Ce poème très imagé, qui avait besoin d’être formulé en latin pour élever son thème obsessionnel au rang de noble évidence, est suivi de la longue pièce contre les luthériens annoncée par la table. Un portrait de Luther s’y trouve, qui accumule les reproches traditionnels : moine apostat, réveillant les anciennes hérésies, et dont le nom propre rime systématiquement avec celui de Lucifer. L’auteur attend de lui et de ses adeptes qu’ils fassent pénitence. Il dénonce la façon dont ils usent du faux titre de « chrétiens », leur mépris révolutionnaire et destructeur de la tradition, et il signale le rôle propagateur de l’hérésie des imprimés d’Allemagne et « de là et çà les mons » (de Suisse comme d’Allemagne ?). Il traite aussi pour elles-mêmes, même si c’est très brièvement, certaines questions théologiques discutées (rôle du saint Esprit dans la tradition, question du libre-arbitre, de l’autorité pontificale), et il mentionne les ouvrages antiluthériens, entre autres ceux d’Henri VIII, de John Fischer et de Clichtove. Suivent des invectives et des appels au supplice pour les coupables, avant une dernière dénonciation des religieux et des prêtres indignes, qui ont laissé se développer cette situation. la figure de Luther est donc entièrement conforme au stéréotype du chef hérétique et diabolique. Il n’est pas question d’entrer dans une discussion ou dans des distinctions, encore moins de considérer pour lui-même le message réformateur, mais seulement de situer l’événement de la Réforme et sa propagation en France à la lumière d’une critique générale des « abus » dont ce moine-prédicateur attend le salut de l’Église. Quant à la personne de Luther, elle est essentiellement l’objet d’un discours d’exécration par définition hyperbolique, même si la porte reste ouverte à une repentance de ce criminel.

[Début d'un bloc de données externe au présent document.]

//! Prompt loader for built-in and workspace-overridden guardrail templates.

use crate::builtin::builtin_template;
use crate::types::PromptDefinition;
use factguard_core::{AppError, AppResult};
use std::path::Path;

/// Load a prompt definition by ID.
///
/// A workspace override at `.factguard/prompts/<id>.yml` wins over the
/// built-in template of the same ID.
///
/// # Example
/// ```no_run
/// use factguard_prompt::{load_prompt, GUARDRAIL_SYSTEM_ID};
/// use std::path::Path;
///
/// # fn example() -> Result<(), Box<dyn std::error::Error>> {
/// let prompt = load_prompt(Path::new("."), GUARDRAIL_SYSTEM_ID)?;
/// println!("Loaded prompt: {}", prompt.title);
/// # Ok(())
/// # }
/// ```
pub fn load_prompt(workspace_path: &Path, prompt_id: &str) -> AppResult<PromptDefinition> {
    let prompt_file = workspace_path
        .join(".factguard/prompts")
        .join(format!("{}.yml", prompt_id));

    if prompt_file.exists() {
        tracing::debug!("Loading prompt override from: {:?}", prompt_file);

        let contents = std::fs::read_to_string(&prompt_file).map_err(|e| {
            AppError::Prompt(format!(
                "Failed to read prompt file {:?}: {}",
                prompt_file, e
            ))
        })?;

        let definition: PromptDefinition = serde_yaml::from_str(&contents).map_err(|e| {
            AppError::Prompt(format!(
                "Failed to parse prompt YAML {:?}: {}",
                prompt_file, e
            ))
        })?;

        validate_prompt(&definition, prompt_id)?;
        return Ok(definition);
    }

    let template = builtin_template(prompt_id)
        .ok_or_else(|| AppError::Prompt(format!("Unknown prompt: {}", prompt_id)))?;

    Ok(PromptDefinition {
        id: prompt_id.to_string(),
        title: format!("Built-in {}", prompt_id),
        api_version: "1.0".to_string(),
        created_by: "factguard".to_string(),
        template: template.to_string(),
    })
}

/// Validate a prompt definition.
fn validate_prompt(def: &PromptDefinition, expected_id: &str) -> AppResult<()> {
    if def.id != expected_id {
        return Err(AppError::Prompt(format!(
            "Prompt ID mismatch: file declares '{}', expected '{}'",
            def.id, expected_id
        )));
    }

    if def.template.trim().is_empty() {
        return Err(AppError::Prompt(
            "Prompt template cannot be empty".to_string(),
        ));
    }

    if !def.api_version.contains('.') {
        return Err(AppError::Prompt(format!(
            "Invalid apiVersion format: {}. Expected format: 'x.y'",
            def.api_version
        )));
    }

    Ok(())
}
//! Retrieval, guardrail, generation and ingestion settings.
//!
//! Loaded from `.factguard/knowledge.yaml`; every field has a default so a
//! partial (or absent) file is valid.

use crate::embeddings::EmbeddingConfig;
use crate::guardrails::SensitiveTerms;
use factguard_core::{AppError, AppResult};
use serde::{Deserialize, Serialize};
use std::fs;
use std::path::{Path, PathBuf};

/// Complete knowledge configuration.
#[derive(Debug, Clone, Serialize, Deserialize)]
pub struct KnowledgeConfig {
    /// Product the assistant answers about
    #[serde(default = "default_product")]
    pub product: String,

    #[serde(default)]
    pub retrieval: RetrievalConfig,

    #[serde(default)]
    pub guardrails: GuardrailConfig,

    #[serde(default)]
    pub generation: GenerationConfig,

    #[serde(default)]
    pub ingestion: IngestionConfig,

    #[serde(default)]
    pub embedding: EmbeddingConfig,
}

fn default_product() -> String {
    "the product".to_string()
}

impl Default for KnowledgeConfig {
    fn default() -> Self {
        Self {
            product: default_product(),
            retrieval: RetrievalConfig::default(),
            guardrails: GuardrailConfig::default(),
            generation: GenerationConfig::default(),
            ingestion: IngestionConfig::default(),
            embedding: EmbeddingConfig::default(),
        }
    }
}

/// Search depth and context bounds.
#[derive(Debug, Clone, Serialize, Deserialize)]
pub struct RetrievalConfig {
    #[serde(default = "default_facts_top_k")]
    pub facts_top_k: usize,

    #[serde(default = "default_external_top_k")]
    pub external_top_k: usize,

    #[serde(default = "default_max_facts_in_context")]
    pub max_facts_in_context: usize,

    #[serde(default = "default_max_external_in_context")]
    pub max_external_in_context: usize,

    /// Context length cap in characters
    #[serde(default = "default_max_context_chars")]
    pub max_context_chars: usize,
}

fn default_facts_top_k() -> usize {
    5
}

fn default_external_top_k() -> usize {
    3
}

fn default_max_facts_in_context() -> usize {
    3
}

fn default_max_external_in_context() -> usize {
    2
}

fn default_max_context_chars() -> usize {
    2000
}

impl Default for RetrievalConfig {
    fn default() -> Self {
        Self {
            facts_top_k: default_facts_top_k(),
            external_top_k: default_external_top_k(),
            max_facts_in_context: default_max_facts_in_context(),
            max_external_in_context: default_max_external_in_context(),
            max_context_chars: default_max_context_chars(),
        }
    }
}

/// Guardrail policy settings.
#[derive(Debug, Clone, Serialize, Deserialize)]
pub struct GuardrailConfig {
    /// Facts with distance below `1 - confidence_threshold` suffice on their own
    #[serde(default = "default_confidence_threshold")]
    pub confidence_threshold: f32,

    /// Replacement protected-term tables
    #[serde(default, skip_serializing_if = "Option::is_none")]
    pub sensitive_terms: Option<SensitiveTerms>,
}

fn default_confidence_threshold() -> f32 {
    0.7
}

impl Default for GuardrailConfig {
    fn default() -> Self {
        Self {
            confidence_threshold: default_confidence_threshold(),
            sensitive_terms: None,
        }
    }
}

impl GuardrailConfig {
    /// The configured term tables, or the built-in defaults.
    pub fn terms(&self) -> SensitiveTerms {
        self.sensitive_terms
            .clone()
            .map(SensitiveTerms::normalized)
            .unwrap_or_default()
    }
}

/// Answer generator call settings.
#[derive(Debug, Clone, Serialize, Deserialize)]
pub struct GenerationConfig {
    #[serde(default = "default_max_tokens")]
    pub max_tokens: u32,

    #[serde(default = "default_temperature")]
    pub temperature: f32,

    /// A generator call running longer than this is a failure
    #[serde(default = "default_timeout_secs")]
    pub timeout_secs: u64,
}

fn default_max_tokens() -> u32 {
    500
}

fn default_temperature() -> f32 {
    0.1
}

fn default_timeout_secs() -> u64 {
    30
}

impl Default for GenerationConfig {
    fn default() -> Self {
        Self {
            max_tokens: default_max_tokens(),
            temperature: default_temperature(),
            timeout_secs: default_timeout_secs(),
        }
    }
}

/// Source files and chunking parameters.
#[derive(Debug, Clone, Serialize, Deserialize)]
pub struct IngestionConfig {
    /// Markdown file of official facts, relative to the workspace
    #[serde(default = "default_facts_file")]
    pub facts_file: PathBuf,

    /// JSON array of external records, relative to the workspace
    #[serde(default = "default_external_file")]
    pub external_file: PathBuf,

    #[serde(default = "default_chunk_size")]
    pub chunk_size: usize,

    #[serde(default = "default_chunk_overlap")]
    pub chunk_overlap: usize,
}

fn default_facts_file() -> PathBuf {
    PathBuf::from("data/facts.md")
}

fn default_external_file() -> PathBuf {
    PathBuf::from("data/external.json")
}

fn default_chunk_size() -> usize {
    500
}

fn default_chunk_overlap() -> usize {
    50
}

impl Default for IngestionConfig {
    fn default() -> Self {
        Self {
            facts_file: default_facts_file(),
            external_file: default_external_file(),
            chunk_size: default_chunk_size(),
            chunk_overlap: default_chunk_overlap(),
        }
    }
}

impl KnowledgeConfig {
    /// Check value ranges that serde cannot express.
    pub fn validate(&self) -> AppResult<()> {
        let threshold = self.guardrails.confidence_threshold;
        if !(0.0..=1.0).contains(&threshold) {
            return Err(AppError::Config(format!(
                "guardrails.confidence_threshold must be within [0, 1], got {}",
                threshold
            )));
        }

        if self.retrieval.max_context_chars == 0 {
            return Err(AppError::Config(
                "retrieval.max_context_chars must be positive".to_string(),
            ));
        }

        // Window arithmetic divides by five-character words.
        if self.ingestion.chunk_size < 5 || self.ingestion.chunk_overlap + 5 > self.ingestion.chunk_size
        {
            return Err(AppError::Config(format!(
                "ingestion.chunk_overlap ({}) must be at least 5 below chunk_size ({})",
                self.ingestion.chunk_overlap, self.ingestion.chunk_size
            )));
        }

        if self.embedding.dimensions == 0 {
            return Err(AppError::Config(
                "embedding.dimensions must be positive".to_string(),
            ));
        }

        Ok(())
    }

    /// Resolve a configured path against the workspace.
    pub fn resolve(&self, workspace: &Path, path: &Path) -> PathBuf {
        if path.is_absolute() {
            path.to_path_buf()
        } else {
            workspace.join(path)
        }
    }
}

/// Load knowledge configuration.
///
/// Loads from `.factguard/knowledge.yaml` if it exists, otherwise returns
/// the defaults.
pub fn load_config(workspace: &Path) -> AppResult<KnowledgeConfig> {
    let config_path = get_config_path(workspace);

    let config = if config_path.exists() {
        let content = fs::read_to_string(&config_path).map_err(|e| {
            AppError::Config(format!("Failed to read config at {:?}: {}", config_path, e))
        })?;

        let config: KnowledgeConfig = serde_yaml::from_str(&content).map_err(|e| {
            AppError::Config(format!("Failed to parse config at {:?}: {}", config_path, e))
        })?;

        tracing::debug!("Loaded knowledge config from {:?}", config_path);
        config
    } else {
        tracing::debug!("Using default knowledge config (no config file found)");
        KnowledgeConfig::default()
    };

    config.validate()?;
    Ok(config)
}

/// Save knowledge configuration.
pub fn save_config(workspace: &Path, config: &KnowledgeConfig) -> AppResult<()> {
    let config_path = get_config_path(workspace);

    if let Some(parent) = config_path.parent() {
        fs::create_dir_all(parent).map_err(|e| {
            AppError::Config(format!("Failed to create config directory: {}", e))
        })?;
    }

    let yaml = serde_yaml::to_string(config)?;

    fs::write(&config_path, yaml).map_err(|e| {
        AppError::Config(format!("Failed to write config to {:?}: {}", config_path, e))
    })?;

    tracing::debug!("Saved knowledge config to {:?}", config_path);
    Ok(())
}

/// Get the path to the knowledge config file.
pub fn get_config_path(workspace: &Path) -> PathBuf {
    workspace.join(".factguard").join("knowledge.yaml")
}

/// Get the SQLite index path.
pub fn get_index_path(workspace: &Path) -> PathBuf {
    workspace.join(".factguard").join("index.sqlite")
}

Avec cette œuvre, nous revenons à notre point de départ, fourni par le point de vue moraliste de Jean Bouchet, mais nous retrouvons aussi la fonction de la poésie comme créatrice d’images et de fictions que nous avons rencontrées avec le « portrait » gravé accompagnant le Blazon de Gringore et l’autel illustrant le Te Deum, les lettres imaginaires du Chappeau, le thème de la mort et du testament de Luther dans Le Chappeau et Le Testament. Conrard écrit en moine qui souhaite ardemment une réforme morale de l’institution ecclésiastique, mais il fait référence à la crise religieuse dont il traite sans identifier, en dehors de Luther, les personnes ou les événements en cause, et sans entrer, sur le mode de la chronique, dans des évocations précises de ce qu’il dénonce. Cela s’explique par le genre de son œuvre, mais révèle aussi à la fois l’objectif et les limites de l’ensemble de ces discours en vers contre Luther. Sauf Gringore, qui transcrit une histoire des hérétiques pour expliquer le point d’arrivée de celle-ci, la figure effrayante du portrait, et Conrard, qui indique quelques thèmes théologiques en cause, nos textes se consacrent moins à la controverse qu’à l’exécration hyperbolique56. De ce point de vue, il nous semble secondaire de savoir si les auteurs du Chappeau et du Testament se sont appuyés sur des rumeurs circulant effectivement à l’époque au sujet de la mort de Luther, ou s’ils inventent une fiction dans le cadre du genre poétique du « Testament ». Souhaitée et mise en scène, cette mort ressortit à une représentation d’un ennemi tel qu’il appartient déjà (à moins qu’il se repente dans le cas de Conrard) à un enfer dont seul le langage poétique peut donner une idée.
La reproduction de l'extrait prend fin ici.